Retype each entry. Leave nothing out.

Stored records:
—————

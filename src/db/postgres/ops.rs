use std::time::Duration;

use log::error;

use crate::db::models::{AvatarRecord, SyncCheckpoint};
use crate::db::postgres::PostgresClient;
use crate::db::SyncStore;

impl SyncStore for PostgresClient {
    // ==================== SYNC CHECKPOINT ====================

    async fn load_checkpoint(&self, kind: &str) -> anyhow::Result<Option<SyncCheckpoint>> {
        let client = self.pool.get().await?;
        let query = "SELECT kind, last_processed_id, created_at, updated_at FROM sync.checkpoints WHERE kind = $1";

        let row = client.query_opt(query, &[&kind]).await?;

        Ok(row.map(|r| SyncCheckpoint {
            kind: r.get("kind"),
            last_processed_id: r.get::<_, i64>("last_processed_id") as u64,
            created_at: r.get("created_at"),
            updated_at: r.get("updated_at"),
        }))
    }

    async fn save_checkpoint(&self, kind: &str, last_processed_id: u64) -> anyhow::Result<()> {
        let client = self.pool.get().await?;
        // Atomic replace keyed by kind: a concurrent reader always observes
        // some cursor, never a transient "no checkpoint" window.
        let query = r#"
            INSERT INTO sync.checkpoints (kind, last_processed_id, created_at, updated_at)
            VALUES ($1, $2, NOW(), NOW())
            ON CONFLICT (kind) DO UPDATE SET
                last_processed_id = EXCLUDED.last_processed_id,
                updated_at = NOW()
        "#;

        client
            .execute(query, &[&kind, &(last_processed_id as i64)])
            .await
            .map_err(|e| {
                error!(
                    "Failed to save checkpoint {} at token {}: {:?}",
                    kind, last_processed_id, e
                );
                e
            })?;

        Ok(())
    }

    // ==================== INVOCATION LEASE ====================

    async fn try_acquire_lease(
        &self,
        kind: &str,
        holder: &str,
        ttl: Duration,
    ) -> anyhow::Result<bool> {
        let client = self.pool.get().await?;
        // Takes the lease when the slot is free, expired, or already ours.
        let query = r#"
            INSERT INTO sync.leases (kind, holder, expires_at)
            VALUES ($1, $2, NOW() + make_interval(secs => $3))
            ON CONFLICT (kind) DO UPDATE SET
                holder = EXCLUDED.holder,
                expires_at = EXCLUDED.expires_at
            WHERE sync.leases.holder = EXCLUDED.holder
               OR sync.leases.expires_at < NOW()
        "#;

        let affected = client
            .execute(query, &[&kind, &holder, &ttl.as_secs_f64()])
            .await?;

        Ok(affected > 0)
    }

    async fn release_lease(&self, kind: &str, holder: &str) -> anyhow::Result<()> {
        let client = self.pool.get().await?;
        let query = "DELETE FROM sync.leases WHERE kind = $1 AND holder = $2";

        client.execute(query, &[&kind, &holder]).await?;

        Ok(())
    }

    // ==================== AVATAR MIRROR ====================

    async fn find_avatar_by_fid(&self, fid: u64) -> anyhow::Result<Option<AvatarRecord>> {
        let client = self.pool.get().await?;
        // Most recent row wins if earlier runs ever left duplicates behind.
        let query = r#"
            SELECT fid, token_id, owner_address, image_url, style, minted,
                   minted_at, created_at, updated_at
            FROM sync.avatars
            WHERE fid = $1
            ORDER BY updated_at DESC
            LIMIT 1
        "#;

        let row = client.query_opt(query, &[&(fid as i64)]).await?;

        Ok(row.map(|r| row_to_avatar(&r)))
    }

    async fn insert_avatar(&self, record: &AvatarRecord) -> anyhow::Result<()> {
        let client = self.pool.get().await?;
        let query = r#"
            INSERT INTO sync.avatars (
                fid, token_id, owner_address, image_url, style, minted,
                minted_at, created_at, updated_at
            ) VALUES ($1, $2, $3, $4, $5, $6, $7, $8, $9)
        "#;

        client
            .execute(
                query,
                &[
                    &(record.fid as i64),
                    &(record.token_id as i64),
                    &record.owner_address,
                    &record.image_url,
                    &record.style,
                    &record.minted,
                    &record.minted_at,
                    &record.created_at,
                    &record.updated_at,
                ],
            )
            .await
            .map_err(|e| {
                error!("Failed to insert avatar for fid {}: {:?}", record.fid, e);
                e
            })?;

        Ok(())
    }

    async fn update_avatar(&self, record: &AvatarRecord) -> anyhow::Result<()> {
        let client = self.pool.get().await?;
        let query = r#"
            UPDATE sync.avatars SET
                token_id = $2,
                owner_address = $3,
                image_url = $4,
                style = $5,
                minted = $6,
                minted_at = $7,
                updated_at = $8
            WHERE fid = $1
        "#;

        client
            .execute(
                query,
                &[
                    &(record.fid as i64),
                    &(record.token_id as i64),
                    &record.owner_address,
                    &record.image_url,
                    &record.style,
                    &record.minted,
                    &record.minted_at,
                    &record.updated_at,
                ],
            )
            .await
            .map_err(|e| {
                error!("Failed to update avatar for fid {}: {:?}", record.fid, e);
                e
            })?;

        Ok(())
    }
}

// ==================== HELPER FUNCTIONS ====================

fn row_to_avatar(row: &tokio_postgres::Row) -> AvatarRecord {
    // Lowercase addresses for consistent comparisons
    let owner_address: String = row.get("owner_address");
    AvatarRecord {
        fid: row.get::<_, i64>("fid") as u64,
        token_id: row.get::<_, i64>("token_id") as u64,
        owner_address: owner_address.to_lowercase(),
        image_url: row.get("image_url"),
        style: row.get("style"),
        minted: row.get("minted"),
        minted_at: row.get("minted_at"),
        created_at: row.get("created_at"),
        updated_at: row.get("updated_at"),
    }
}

—————

# COMPLETED TASK
filename src/db/postgres/ops.rs
use std::time::Duration;

use log::error;

use crate::db::models::{AvatarRecord, SyncCheckpoint};
use crate::db::postgres::PostgresClient;
use crate::db::SyncStore;

impl SyncStore for PostgresClient {
    // ==================== SYNC CHECKPOINT ====================

    async fn load_checkpoint(&self, kind: &str) -> anyhow::Result<Option<SyncCheckpoint>> {
        let client = self.pool.get().await?;
        let query = "SELECT kind, last_processed_id, created_at, updated_at FROM sync.checkpoints WHERE kind = $1";

        let row = client.query_opt(query, &[&kind]).await?;

        Ok(row.map(|r| SyncCheckpoint {
            kind: r.get("kind"),
            last_processed_id: r.get::<_, i64>("last_processed_id") as u64,
            created_at: r.get("created_at"),
            updated_at: r.get("updated_at"),
        }))
    }

    async fn save_checkpoint(&self, kind: &str, last_processed_id: u64) -> anyhow::Result<()> {
        let client = self.pool.get().await?;
        // Atomic replace keyed by kind: a concurrent reader always observes
        // some cursor, never a transient "no checkpoint" window.
        let query = r#"
            INSERT INTO sync.checkpoints (kind, last_processed_id, created_at, updated_at)
            VALUES ($1, $2, NOW(), NOW())
            ON CONFLICT (kind) DO UPDATE SET
                last_processed_id = EXCLUDED.last_processed_id,
                updated_at = NOW()
        "#;

        client
            .execute(query, &[&kind, &(last_processed_id as i64)])
            .await
            .map_err(|e| {
                error!(
                    "Failed to save checkpoint {} at token {}: {:?}",
                    kind, last_processed_id, e
                );
                e
            })?;

        Ok(())
    }

    // ==================== INVOCATION LEASE ====================

    async fn try_acquire_lease(
        &self,
        kind: &str,
        holder: &str,
        ttl: Duration,
    ) -> anyhow::Result<bool> {
        let client = self.pool.get().await?;
        // Takes the lease when the slot is free, expired, or already ours.
        let query = r#"
            INSERT INTO sync.leases (kind, holder, expires_at)
            VALUES ($1, $2, NOW() + make_interval(secs => $3))
            ON CONFLICT (kind) DO UPDATE SET
                holder = EXCLUDED.holder,
                expires_at = EXCLUDED.expires_at
            WHERE sync.leases.holder = EXCLUDED.holder
               OR sync.leases.expires_at < NOW()
        "#;

        let affected = client
            .execute(query, &[&kind, &holder, &ttl.as_secs_f64()])
            .await?;

        Ok(affected > 0)
    }

    async fn release_lease(&self, kind: &str, holder: &str) -> anyhow::Result<()> {
        let client = self.pool.get().await?;
        let query = "DELETE FROM sync.leases WHERE kind = $1 AND holder = $2";

        client.execute(query, &[&kind, &holder]).await?;

        Ok(())
    }

    // ==================== AVATAR MIRROR ====================

    async fn find_avatar_by_fid(&self, fid: u64) -> anyhow::Result<Option<AvatarRecord>> {
        let client = self.pool.get().await?;
        // Most recent row wins if earlier runs ever left duplicates behind.
        let query = r#"
            SELECT fid, token_id, owner_address, image_url, style, minted,
                   minted_at, created_at, updated_at
            FROM sync.avatars
            WHERE fid = $1
            ORDER BY updated_at DESC
            LIMIT 1
        "#;

        let row = client.query_opt(query, &[&(fid as i64)]).await?;

        Ok(row.map(|r| row_to_avatar(&r)))
    }

    async fn insert_avatar(&self, record: &AvatarRecord) -> anyhow::Result<()> {
        let client = self.pool.get().await?;
        let query = r#"
            INSERT INTO sync.avatars (
                fid, token_id, owner_address, image_url, style, minted,
                minted_at, created_at, updated_at
            ) VALUES ($1, $2, $3, $4, $5, $6, $7, $8, $9)
        "#;

        client
            .execute(
                query,
                &[
                    &(record.fid as i64),
                    &(record.token_id as i64),
                    &record.owner_address,
                    &record.image_url,
                    &record.style,
                    &record.minted,
                    &record.minted_at,
                    &record.created_at,
                    &record.updated_at,
                ],
            )
            .await
            .map_err(|e| {
                error!("Failed to insert avatar for fid {}: {:?}", record.fid, e);
                e
            })?;

        Ok(())
    }

    async fn update_avatar(&self, record: &AvatarRecord) -> anyhow::Result<()> {
        let client = self.pool.get().await?;
        let query = r#"
            UPDATE sync.avatars SET
                token_id = $2,
                owner_address = $3,
                image_url = $4,
                style = $5,
                minted = $6,
                minted_at = $7,
                updated_at = $8
            WHERE fid = $1
        "#;

        client
            .execute(
                query,
                &[
                    &(record.fid as i64),
                    &(record.token_id as i64),
                    &record.owner_address,
                    &record.image_url,
                    &record.style,
                    &record.minted,
                    &record.minted_at,
                    &record.updated_at,
                ],
            )
            .await
            .map_err(|e| {
                error!("Failed to update avatar for fid {}: {:?}", record.fid, e);
                e
            })?;

        Ok(())
    }
}

// ==================== HELPER FUNCTIONS ====================

fn row_to_avatar(row: &tokio_postgres::Row) -> AvatarRecord {
    // Lowercase addresses for consistent comparisons
    let owner_address: String = row.get("owner_address");
    AvatarRecord {
        fid: row.get::<_, i64>("fid") as u64,
        token_id: row.get::<_, i64>("token_id") as u64,
        owner_address: owner_address.to_lowercase(),
        image_url: row.get("image_url"),
        style: row.get("style"),
        minted: row.get("minted"),
        minted_at: row.get("minted_at"),
        created_at: row.get("created_at"),
        updated_at: row.get("updated_at"),
    }
}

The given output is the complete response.